Tangan Lakshmi bergetar hebat, matanya terus menerus menatap tak percaya lelaki yang ada di hadapannya. Merasa seperti terlempar ke jurang gunung berapi yang meletup-letup lavanya.
Jantungnya bagai ditusuk hebat dengan panah beracun.
Lelaki itu … lelaki yang selalu dia andalkan untuk menceritakan mimpi-mimpinya selama ini. Lelaki dengan mata sepekat zamrud dan hidung mancung dibingkai dengan rahang yang tegas yang amat dia percayai.
“Pak … Hendra?” Suaranya spontan lolos bak desahan lemah. Tak bisa dirinya berkata-kata lagi. Dia ingin menangis saat ini juga.
Amat sangat ingin menangis. Namun, tubuhnya seakan terhipnotis untuk memasangkan cincin di jari manisnya tapi tenaganya sudah tak bersisa. Cincin yang seharusnya terpasang di jari laki-laki itu tergelincir ke tanah.
Trak!
Semakin sesak dadanya sampai napasnya terengah-engah. Rasa sakit yang dihasilkan oleh keluarganya baru saja ingin ia kubur kini bertambah. Lelaki yang begitu baik padanya dan begitu membimbingnya di universitas ikut menorehkan luka baru.
Digigitnya bibir bagian dalam sekencang-kencangnya, tak peduli jika harus terasa perih sedang ia tengah mencoba menahan tangis dan marahnya sendiri. Dia tak mau menjadi orang gila di hadapan para tamu.
“Lakshmi, kenapa kamu jatuhkan cincinnya?” Purwanto mendesis, seakan menyaksikan putrinya tengah melakukan provokasi terhadapnya.
Pria bernama Darius itu pun mencoba mengendalikan keadaan. Ia sudah bisa melihat bagaimana keosnya Lakshmi saat tahu siapa pria yang menikahinya.
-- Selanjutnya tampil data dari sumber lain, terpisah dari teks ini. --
impl AperEncoder {
    pub fn new() -> Self {
        Self {
            buffer: BitVec::new(),
        }
    }

    /// Consume the encoder, returning the octet-aligned buffer
    pub fn into_bytes(mut self) -> Bytes {
        self.align();
        Bytes::from(self.buffer.into_vec())
    }

    pub fn bit_position(&self) -> usize {
        self.buffer.len()
    }

    /// Align to octet boundary
    pub fn align(&mut self) {
        let remainder = self.buffer.len() % 8;
        if remainder != 0 {
            let padded = self.buffer.len() + (8 - remainder);
            self.buffer.resize(padded, false);
        }
    }

    pub fn write_bit(&mut self, bit: bool) {
        self.buffer.push(bit);
    }

    /// Write the low `num_bits` of `value`, MSB first
    pub fn write_bits(&mut self, value: u64, num_bits: usize) {
        for i in (0..num_bits.min(64)).rev() {
            self.buffer.push((value >> i) & 1 == 1);
        }
    }

    pub fn write_bytes(&mut self, bytes: &[u8]) {
        for byte in bytes {
            self.write_bits(*byte as u64, 8);
        }
    }

    /// Encode constrained whole number (X.691 Section 10.5)
    pub fn encode_constrained_whole_number(
        &mut self,
        value: i64,
        constraint: &Constraint,
    ) -> PerResult<()> {
        if !constraint.contains(value) {
            return Err(PerError::ConstraintViolation {
                value,
                min: constraint.min,
                max: constraint.max,
            });
        }

        let range = constraint.range();
        let offset = (value - constraint.min) as u64;

        if range == 1 {
            return Ok(());
        }

        if range <= 255 {
            self.write_bits(offset, constraint.bits_needed());
        } else if range == 256 {
            self.align();
            self.write_bits(offset, 8);
        } else if range <= 65536 {
            self.align();
            self.write_bits(offset, 16);
        } else {
            // Indefinite-length case: octet count as a constrained number,
            // then the offset in the minimum number of octets.
            let octets = minimal_octets(offset);
            let count = Constraint::new(1, constraint.octets_needed() as i64);
            self.encode_constrained_whole_number(octets as i64, &count)?;
            self.align();
            self.write_bits(offset, octets * 8);
        }

        Ok(())
    }

    /// Encode unconstrained whole number (X.691 Section 10.8)
    pub fn encode_unconstrained_whole_number(&mut self, value: i64) -> PerResult<()> {
        let raw = value.to_be_bytes();
        // Drop redundant sign octets, keeping at least one.
        let mut start = 0;
        while start < raw.len() - 1 {
            let (cur, next) = (raw[start], raw[start + 1]);
            let redundant = (cur == 0x00 && next & 0x80 == 0) || (cur == 0xFF && next & 0x80 != 0);
            if !redundant {
                break;
            }
            start += 1;
        }
        let bytes = &raw[start..];

        self.encode_length_determinant(bytes.len())?;
        self.write_bytes(bytes);
        Ok(())
    }

    /// Encode an unconstrained length determinant (X.691 Section 10.9)
    pub fn encode_length_determinant(&mut self, length: usize) -> PerResult<()> {
        self.align();
        if length <= 127 {
            self.write_bits(length as u64, 8);
        } else if length <= MAX_UNFRAGMENTED_LENGTH {
            self.write_bits(0x8000 | length as u64, 16);
        } else {
            return Err(PerError::InvalidLength { length });
        }
        Ok(())
    }

    /// Encode constrained length determinant
    pub fn encode_constrained_length(
        &mut self,
        length: usize,
        min: usize,
        max: usize,
    ) -> PerResult<()> {
        let constraint = Constraint::new(min as i64, max as i64);
        self.encode_constrained_whole_number(length as i64, &constraint)
            .map_err(|_| PerError::InvalidLength { length })
    }

    /// Encode ENUMERATED (X.691 Section 13)
    ///
    /// Values past the root of an extensible enumeration are sent as a
    /// normally small number counted from the first extension value.
    pub fn encode_enumerated(&mut self, value: i64, constraint: &Constraint) -> PerResult<()> {
        if constraint.extensible {
            let in_root = constraint.contains(value);
            self.write_bit(!in_root);
            if in_root {
                self.encode_constrained_whole_number(value, constraint)?;
            } else if value > constraint.max {
                self.encode_normally_small_non_negative((value - constraint.max - 1) as u64)?;
            } else {
                return Err(PerError::ConstraintViolation {
                    value,
                    min: constraint.min,
                    max: constraint.max,
                });
            }
        } else {
            self.encode_constrained_whole_number(value, constraint)?;
        }
        Ok(())
    }

    /// Encode constrained INTEGER with an optional extension marker
    pub fn encode_integer(&mut self, value: i64, constraint: &Constraint) -> PerResult<()> {
        if constraint.extensible {
            let in_root = constraint.contains(value);
            self.write_bit(!in_root);
            if !in_root {
                return self.encode_unconstrained_whole_number(value);
            }
        }
        self.encode_constrained_whole_number(value, constraint)
    }

    /// Encode normally small non-negative whole number (X.691 Section 10.6)
    pub fn encode_normally_small_non_negative(&mut self, value: u64) -> PerResult<()> {
        if value <= 63 {
            self.write_bit(false);
            self.write_bits(value, 6);
        } else {
            self.write_bit(true);
            self.encode_unconstrained_whole_number(value as i64)?;
        }
        Ok(())
    }

    /// Encode CHOICE index (X.691 Section 23)
    pub fn encode_choice_index(
        &mut self,
        index: usize,
        num_alternatives: usize,
        extensible: bool,
    ) -> PerResult<()> {
        let in_root = index < num_alternatives;
        if extensible {
            self.write_bit(!in_root);
            if !in_root {
                return self.encode_normally_small_non_negative((index - num_alternatives) as u64);
            }
        } else if !in_root {
            return Err(PerError::InvalidChoiceIndex {
                index,
                max: num_alternatives.saturating_sub(1),
            });
        }
        let constraint = Constraint::new(0, num_alternatives as i64 - 1);
        self.encode_constrained_whole_number(index as i64, &constraint)
    }

    /// Encode a SEQUENCE preamble: extension bit (if extensible) followed by
    /// one presence bit per OPTIONAL component.
    pub fn encode_sequence_preamble(&mut self, extensible: bool, optionals: &[bool]) {
        if extensible {
            self.write_bit(false);
        }
        for present in optionals {
            self.write_bit(*present);
        }
    }

    /// Encode OCTET STRING (X.691 Section 17)
    pub fn encode_octet_string(
        &mut self,
        data: &[u8],
        min_len: Option<usize>,
        max_len: Option<usize>,
    ) -> PerResult<()> {
        let len = data.len();

        match (min_len, max_len) {
            (Some(min), Some(max)) if min == max => {
                if len != min {
                    return Err(PerError::InvalidLength { length: len });
                }
                if min > 2 {
                    self.align();
                }
                self.write_bytes(data);
            }
            (Some(min), Some(max)) => {
                self.encode_constrained_length(len, min, max)?;
                if max > 2 {
                    self.align();
                }
                self.write_bytes(data);
            }
            _ => self.encode_fragmented_octets(data)?,
        }
        Ok(())
    }

    /// Write octets behind a length determinant, splitting contents of
    /// 16K octets or more into fragments (X.691 Section 11.9.3.8)
    pub fn encode_fragmented_octets(&mut self, data: &[u8]) -> PerResult<()> {
        let mut rest = data;
        while rest.len() >= FRAGMENT_BLOCK {
            let blocks = (rest.len() / FRAGMENT_BLOCK).min(4);
            self.align();
            self.write_bits(0xC0 | blocks as u64, 8);
            let (fragment, tail) = rest.split_at(blocks * FRAGMENT_BLOCK);
            self.write_bytes(fragment);
            rest = tail;
        }
        // A trailing zero length closes contents that ended on a fragment.
        self.encode_length_determinant(rest.len())?;
        self.write_bytes(rest);
        Ok(())
    }

    /// Encode BIT STRING (X.691 Section 16)
    pub fn encode_bit_string(
        &mut self,
        bits: &BitSlice<u8, Msb0>,
        min_len: Option<usize>,
        max_len: Option<usize>,
    ) -> PerResult<()> {
        let len = bits.len();

        match (min_len, max_len) {
            (Some(min), Some(max)) if min == max => {
                if len != min {
                    return Err(PerError::InvalidLength { length: len });
                }
                if min > 16 {
                    self.align();
                }
            }
            (Some(min), Some(max)) => {
                self.encode_constrained_length(len, min, max)?;
                if max > 16 {
                    self.align();
                }
            }
            _ => self.encode_length_determinant(len)?,
        }
        self.buffer.extend_from_bitslice(bits);
        Ok(())
    }

    /// Encode an open type: the value is encoded on its own, padded to an
    /// octet and written behind a length determinant (X.691 Section 11.2)
    pub fn encode_open_type<T: AperEncode + ?Sized>(&mut self, value: &T) -> PerResult<()> {
        let mut inner = AperEncoder::new();
        value.encode_aper(&mut inner)?;
        let bytes = inner.into_bytes();
        self.encode_open_type_bytes(&bytes)
    }

    /// Write already-encoded open type contents
    pub fn encode_open_type_bytes(&mut self, bytes: &[u8]) -> PerResult<()> {
        // An empty encoding is carried as a single zero octet.
        if bytes.is_empty() {
            self.encode_length_determinant(1)?;
            self.write_bits(0, 8);
            return Ok(());
        }
        self.encode_fragmented_octets(bytes)
    }
}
“Tidak apa Pak, mungkin Lakshmi gugup.”
Seketika gemuruh tawa bermunculan saat Darius beralasan begitu.
“Ada-ada saja, haha, pengantin wanita gugup melihat Mas tampan ya?” Bahkan wali nikah pun ikut berkelakar.
Tangan Darius mengambil kembali cincinnya dan memasangnya sendiri. Mereka masih harus duduk di sana untuk mendengar ceramah, petuah dan doa dari wali nikah dan ustadz. Semua berjalan hening, terkadang timbul bisikan-bisikan.
Lakshmi masih diam membisu. Dia terus menundukkan kepalanya, enggan untuk melihat sekitarnya. Bahkan sekelilingnya terasa memuakkan sampai-sampai sistem pernapasannya bingung yang mana oksigen untuknya.
Dadanya terasa begitu nyeri. Bahkan kini perutnya terlilit hebat di saat dia mengabaikan sarapan. Sial. Ia sudah menjadi orang jahat tak punya hati. Hati untuk mempedulikan tubuhnya sendiri. Menyesakkan!
“Kenapa diam saja?” Kali ini Darius mulai angkat bicara begitu mereka duduk di kursi pelaminan.
Dia cemas, mencemaskan kondisi Lakshmi. Menghela napasnya pelan, ia meraih tangan Lakshmi yang terasa begitu dingin.
“Lakshmi,” panggilnya dengan nada lembut.
Di pendengaran wanita itu, Darius memanggilnya dengan begitu mengerikan. Dia pun mengangkat pandangannya, menatap bengis Darius yang masih mengenakan peci putih di kepalanya. Jas putihnya bahkan begitu pas membalut tubuhnya sampai nampak gagah di mata orang lain. Namun, bagi Lakshmi, pria itu menjadi iblis yang sudah berhasil menghancurkan mimpi yang sering ia gaungkan pada pria itu.
Plak!
Dia menepis tangan Darius kencang. “Jangan sentuh aku,” desisnya penuh penekanan. Sama sekali tak bisa menerima sentuhan fisik. Dia bahkan merasa jijik.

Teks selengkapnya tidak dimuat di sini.